It was only a dream.

But it was the kind of dream that wakes you up feeling like you need to stare at the scrolling credits of a movie long enough to process what just happened.

None of it was real.

But the truths were all to real.

I was me: same person, different back story. I lived with my mom and siblings in a split level condo. From the living room, there’s a narrow set of L-shaped stairs that lead up to a platform which receives the front door. There is a doormat.

I don’t have a father. I mean, I know I do, but I don’t know him. I don’t know what he looks like. I don’t know his name. I wonder if he knows mine.

Here’s where the narrative of the dream begins – my father is coming over.

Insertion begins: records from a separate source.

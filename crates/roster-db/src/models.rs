//! Database row types and row mappers.
//! `UserRow` is distinct from the public `User` so the password hash stays
//! inside the store and credential layer.
use std::fmt;
use std::str::FromStr;

use chrono::NaiveDateTime;
use rusqlite::Row;
use rusqlite::types::Type;

use roster_types::{Assignment, Attendance, Classroom, Enrollment, Role, User};

pub struct UserRow {
    pub id: i64,
    pub username: String,
    pub password_hash: String,
    pub role: Role,
    pub created_at: NaiveDateTime,
}

impl UserRow {
    pub fn into_user(self) -> User {
        User {
            id: self.id,
            username: self.username,
            role: self.role,
            created_at: self.created_at,
        }
    }
}

/// Result of redeeming a join code.
#[derive(Debug, Clone, PartialEq, Eq)]
pub enum JoinOutcome {
    Joined(Enrollment),
    AlreadyEnrolled(Enrollment),
    UnknownCode,
}

impl JoinOutcome {
    pub fn enrollment(&self) -> Option<&Enrollment> {
        match self {
            JoinOutcome::Joined(e) | JoinOutcome::AlreadyEnrolled(e) => Some(e),
            JoinOutcome::UnknownCode => None,
        }
    }
}

#[derive(Debug, Clone)]
pub struct NewAssignment {
    pub classroom_id: i64,
    pub filename: String,
    pub artifact_key: String,
    pub size: i64,
    pub sha256: String,
}

pub(crate) const USER_COLUMNS: &str = "id, username, password, role, created_at";
pub(crate) const CLASSROOM_COLUMNS: &str = "id, name, join_code, teacher_id, created_at";
pub(crate) const ASSIGNMENT_COLUMNS: &str =
    "id, filename, classroom_id, artifact_key, size, sha256, created_at";
pub(crate) const ATTENDANCE_COLUMNS: &str = "id, classroom_id, student_id, date, status";

fn parse_text<T>(row: &Row<'_>, idx: usize) -> rusqlite::Result<T>
where
    T: FromStr,
    T::Err: fmt::Display,
{
    let raw: String = row.get(idx)?;
    raw.parse::<T>()
        .map_err(|e| rusqlite::Error::FromSqlConversionFailure(idx, Type::Text, e.to_string().into()))
}

pub(crate) fn user_row(row: &Row<'_>) -> rusqlite::Result<UserRow> {
    Ok(UserRow {
        id: row.get(0)?,
        username: row.get(1)?,
        password_hash: row.get(2)?,
        role: parse_text(row, 3)?,
        created_at: row.get(4)?,
    })
}

pub(crate) fn classroom(row: &Row<'_>) -> rusqlite::Result<Classroom> {
    Ok(Classroom {
        id: row.get(0)?,
        name: row.get(1)?,
        join_code: row.get(2)?,
        teacher_id: row.get(3)?,
        created_at: row.get(4)?,
    })
}

pub(crate) fn enrollment(row: &Row<'_>) -> rusqlite::Result<Enrollment> {
    Ok(Enrollment {
        id: row.get(0)?,
        student_id: row.get(1)?,
        class_id: row.get(2)?,
    })
}

pub(crate) fn assignment(row: &Row<'_>) -> rusqlite::Result<Assignment> {
    Ok(Assignment {
        id: row.get(0)?,
        filename: row.get(1)?,
        classroom_id: row.get(2)?,
        artifact_key: row.get(3)?,
        size: row.get(4)?,
        sha256: row.get(5)?,
        created_at: row.get(6)?,
    })
}

pub(crate) fn attendance(row: &Row<'_>) -> rusqlite::Result<Attendance> {
    Ok(Attendance {
        id: row.get(0)?,
        classroom_id: row.get(1)?,
        student_id: row.get(2)?,
        date: row.get(3)?,
        status: parse_text(row, 4)?,
    })
}
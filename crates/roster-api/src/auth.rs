use std::sync::OnceLock;

use argon2::{
    Argon2, PasswordHash, PasswordHasher, PasswordVerifier,
    password_hash::{SaltString, rand_core::OsRng},
};
use axum::{Extension, Json, extract::State, http::StatusCode, response::IntoResponse};
use jsonwebtoken::{DecodingKey, EncodingKey, Header, Validation, decode, encode};
use tracing::{info, warn};

use roster_db::Database;
use roster_types::api::{AuthResponse, Claims, LoginRequest, RegisterRequest};
use roster_types::{Role, User};

use crate::error::AppError;
use crate::extractors::AppJson;
use crate::middleware::Caller;
use crate::state::{AppState, blocking};

const TOKEN_TTL_DAYS: i64 = 30;

// -- Credential store --

fn hash_password(password: &str) -> Result<String, AppError> {
    let salt = SaltString::generate(&mut OsRng);
    Argon2::default()
        .hash_password(password.as_bytes(), &salt)
        .map(|h| h.to_string())
        .map_err(|e| AppError::Internal(format!("password hashing failed: {}", e)))
}

fn verify_password(password: &str, hash: &str) -> bool {
    PasswordHash::new(hash)
        .map(|parsed| {
            Argon2::default()
                .verify_password(password.as_bytes(), &parsed)
                .is_ok()
        })
        .unwrap_or(false)
}

/// Hash checked against when the username is unknown, so both failure paths
/// do the same Argon2 work.
fn dummy_hash() -> &'static str {
    static DUMMY: OnceLock<String> = OnceLock::new();
    DUMMY.get_or_init(|| hash_password("roster-dummy-password").unwrap_or_default())
}

/// Create an account. Only a salted Argon2id hash of the password is stored.
pub fn register_user(db: &Database, username: &str, password: &str, role: &str) -> Result<User, AppError> {
    let username = username.trim();
    if username.len() < 3 || username.len() > 32 {
        return Err(AppError::Validation("username must be 3-32 characters".into()));
    }
    if password.len() < 8 {
        return Err(AppError::Validation("password must be at least 8 characters".into()));
    }
    let role = role
        .parse::<Role>()
        .map_err(|e| AppError::Validation(e.to_string()))?;

    if db.get_user_by_username(username)?.is_some() {
        return Err(AppError::DuplicateUsername);
    }

    let hash = hash_password(password)?;
    let user = db.create_user(username, &hash, role)?;
    info!(user_id = user.id, role = %user.role, "registered {}", user.username);
    Ok(user)
}

/// Verify a username/password pair. Never reveals which half was wrong.
pub fn authenticate(db: &Database, username: &str, password: &str) -> Result<User, AppError> {
    match db.get_user_by_username(username.trim())? {
        Some(row) if verify_password(password, &row.password_hash) => Ok(row.into_user()),
        Some(_) => Err(AppError::InvalidCredentials),
        None => {
            verify_password(password, dummy_hash());
            Err(AppError::InvalidCredentials)
        }
    }
}

// -- Tokens --

pub fn issue_token(secret: &str, user: &User) -> Result<String, AppError> {
    let claims = Claims {
        sub: user.username.clone(),
        uid: user.id,
        role: user.role,
        exp: (chrono::Utc::now() + chrono::Duration::days(TOKEN_TTL_DAYS)).timestamp() as usize,
        jti: uuid::Uuid::new_v4().to_string(),
    };

    encode(
        &Header::default(),
        &claims,
        &EncodingKey::from_secret(secret.as_bytes()),
    )
    .map_err(|e| AppError::Internal(format!("token encoding failed: {}", e)))
}

pub fn verify_token(secret: &str, token: &str) -> Result<Claims, AppError> {
    decode::<Claims>(
        token,
        &DecodingKey::from_secret(secret.as_bytes()),
        &Validation::default(),
    )
    .map(|data| data.claims)
    .map_err(|_| AppError::Unauthenticated)
}

/// End the caller's session. Tokens are stateless, so the token id is
/// recorded as revoked until it would have expired anyway.
pub fn logout_session(db: &Database, caller: &Caller) -> Result<(), AppError> {
    let now = chrono::Utc::now().timestamp();
    db.revoke_token(&caller.token_id, caller.expires_at as i64, now)?;
    info!(user_id = caller.id, "logged out {}", caller.username);
    Ok(())
}

fn auth_response(secret: &str, user: User) -> Result<AuthResponse, AppError> {
    let token = issue_token(secret, &user)?;
    Ok(AuthResponse {
        user_id: user.id,
        username: user.username,
        role: user.role,
        token,
    })
}

// -- Handlers --

pub async fn register(
    State(state): State<AppState>,
    AppJson(req): AppJson<RegisterRequest>,
) -> Result<impl IntoResponse, AppError> {
    let response = blocking(&state, move |s| {
        let user = register_user(&s.db, &req.username, &req.password, &req.role)?;
        auth_response(&s.jwt_secret, user)
    })
    .await?;

    Ok((StatusCode::CREATED, Json(response)))
}

pub async fn login(
    State(state): State<AppState>,
    AppJson(req): AppJson<LoginRequest>,
) -> Result<impl IntoResponse, AppError> {
    let response = blocking(&state, move |s| {
        let user = authenticate(&s.db, &req.username, &req.password).inspect_err(|_| {
            warn!("failed login attempt for {}", req.username);
        })?;
        auth_response(&s.jwt_secret, user)
    })
    .await?;

    Ok(Json(response))
}

pub async fn logout(
    State(state): State<AppState>,
    Extension(caller): Extension<Caller>,
) -> Result<StatusCode, AppError> {
    blocking(&state, move |s| logout_session(&s.db, &caller)).await?;
    Ok(StatusCode::NO_CONTENT)
}

#[cfg(test)]
mod tests {
    use super::*;

    const SECRET: &str = "test-secret";

    #[test]
    fn register_stores_hash_not_password() {
        let db = Database::open_in_memory().unwrap();
        let user = register_user(&db, "ada", "correct horse", "teacher").unwrap();
        assert_eq!(user.role, Role::Teacher);

        let row = db.get_user_by_username("ada").unwrap().unwrap();
        assert_ne!(row.password_hash, "correct horse");
        assert!(row.password_hash.starts_with("$argon2"));
    }

    #[test]
    fn register_rejects_bad_input() {
        let db = Database::open_in_memory().unwrap();
        assert!(matches!(
            register_user(&db, "ab", "long enough", "student"),
            Err(AppError::Validation(_))
        ));
        assert!(matches!(
            register_user(&db, "alice", "short", "student"),
            Err(AppError::Validation(_))
        ));
        assert!(matches!(
            register_user(&db, "alice", "long enough", "admin"),
            Err(AppError::Validation(_))
        ));
    }

    #[test]
    fn hashes_are_salted() {
        let a = hash_password("same password").unwrap();
        let b = hash_password("same password").unwrap();
        assert_ne!(a, b);
        assert!(verify_password("same password", &a));
        assert!(verify_password("same password", &b));
    }

    #[test]
    fn logout_revokes_only_that_token() {
        let db = Database::open_in_memory().unwrap();
        let user = register_user(&db, "ada", "password1", "student").unwrap();
        let first = Caller::from(verify_token(SECRET, &issue_token(SECRET, &user).unwrap()).unwrap());
        let second = Caller::from(verify_token(SECRET, &issue_token(SECRET, &user).unwrap()).unwrap());

        logout_session(&db, &first).unwrap();
        assert!(db.is_token_revoked(&first.token_id).unwrap());
        assert!(!db.is_token_revoked(&second.token_id).unwrap());
    }

    #[test]
    fn duplicate_username_is_rejected() {
        let db = Database::open_in_memory().unwrap();
        register_user(&db, "ada", "password1", "teacher").unwrap();
        assert!(matches!(
            register_user(&db, "ada", "password2", "student"),
            Err(AppError::DuplicateUsername)
        ));
    }

    #[test]
    fn authenticate_does_not_reveal_which_part_failed() {
        let db = Database::open_in_memory().unwrap();
        register_user(&db, "ada", "password1", "student").unwrap();

        let ok = authenticate(&db, "ada", "password1").unwrap();
        assert_eq!(ok.username, "ada");

        let wrong_password = authenticate(&db, "ada", "password2").unwrap_err();
        let unknown_user = authenticate(&db, "nobody", "password1").unwrap_err();
        assert!(matches!(wrong_password, AppError::InvalidCredentials));
        assert!(matches!(unknown_user, AppError::InvalidCredentials));
        assert_eq!(wrong_password.to_string(), unknown_user.to_string());
    }

    #[test]
    fn token_round_trip_carries_identity() {
        let db = Database::open_in_memory().unwrap();
        let user = register_user(&db, "ada", "password1", "teacher").unwrap();

        let token = issue_token(SECRET, &user).unwrap();
        let claims = verify_token(SECRET, &token).unwrap();
        assert_eq!(claims.uid, user.id);
        assert_eq!(claims.sub, "ada");
        assert_eq!(claims.role, Role::Teacher);

        let again = verify_token(SECRET, &issue_token(SECRET, &user).unwrap()).unwrap();
        assert_ne!(claims.jti, again.jti);

        assert!(matches!(
            verify_token("other-secret", &token),
            Err(AppError::Unauthenticated)
        ));
        assert!(matches!(verify_token(SECRET, "garbage"), Err(AppError::Unauthenticated)));
    }
}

I scurry around, cleaning and preparing. I’m distracting myself from the fear and anxiety that grips my heart. “What if he doesn’t like me? What if he leaves again? What if I’m not good enough?” I’ll carry the burden for my siblings, I’ll face him first. I’ll protect them.

I consider the fact that he’s missed out on over two decades of my life. He doesn’t know what I’ve done, what I’ve accomplished. There is no basis for his approval.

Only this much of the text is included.